Le bulletin de Charbonneau avocats conseils résume ainsi les motifs de la juge Corriveau : « Le courtier n’est pas crédible lorsqu’il prétend se rappeler que le débiteur (l’assuré décédé) aurait répondu par la négative à la question concernant une faillite de sa part. Il ne se souvient plus de plusieurs éléments importants et se contredit à plusieurs reprises. Il y a tout lieu de croire que la proposition d’assurance a été en partie remplie en se basant sur l’ancien contrat alors en vigueur, qui avait été conclu 10 ans auparavant, et qui contenait donc des informations périmées. » 

Trop à perdre

Dans son résumé de la cause, le bulletin ajoute que rien ne permet de douter du fait que l’assuré aurait mentionné sa faillite si la question lui avait été posée. « Il n’aurait certainement pas mis en péril une indemnité d’assurance vie de 1,2 M$ en mentant pour obtenir une nouvelle police de 1,6 M$, d’autant que c’est le courtier qui l’a sollicité pour lui offrir ce nouveau contrat », rapporte la firme d’avocats. 

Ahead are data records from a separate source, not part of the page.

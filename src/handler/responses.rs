//! Small body-building helpers shared by route actions (§6 handler
//! surface). Each helper only builds the bytes; actually emitting them
//! runs through [`crate::handler::middleware::send_compressed`] so every
//! response gets the same `Accept-Encoding` handling.

use crate::config::config;
use crate::http::request::Request;
use crate::http::response::Response;
use crate::http::status::HttpStatus;

pub fn welcome_html() -> Vec<u8> {
    format!("<h1>Welcome to {}!</h1>", config().server_name).into_bytes()
}

pub fn error_html(status: HttpStatus) -> Vec<u8> {
    format!("<h1>{} {}</h1>", status.code(), status.reason_phrase()).into_bytes()
}

/// Writes an HTML error body through the response, going through the
/// same compression path as a successful response.
pub async fn send_error(req: &Request, res: &mut Response, status: HttpStatus) {
    res.status = status;
    res.set_header("Content-Type", "text/html");
    let _ = crate::handler::middleware::send_compressed(req, res, error_html(status)).await;
}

Selon la cour, l’assuré ne savait sans doute pas que son statut de failli pouvait constituer une raison pour l’assureur de refuser le risque et mener à une enquête. « Il n’est donc pas possible de lui reprocher de ne pas l’avoir divulgué d’emblée », a-t-elle ajouté.

Un motif peu exploré

Il n’est pas usité pour un assureur d’invoquer une fausse déclaration lorsqu’il soupçonne un assuré d’avoir omis de déclarer une faillite, relève Charbonneau avocats conseils. « Selon la jurisprudence, les cas où l’assureur a réussi à prouver l’intention de frauder sont habituellement en lien avec un élément de santé non dévoilé, la consommation de drogues, d’alcool ou un casier judiciaire relié à la criminalité. Nous n’avons relevé aucun exemple en lien avec la faillite », commente-t-il.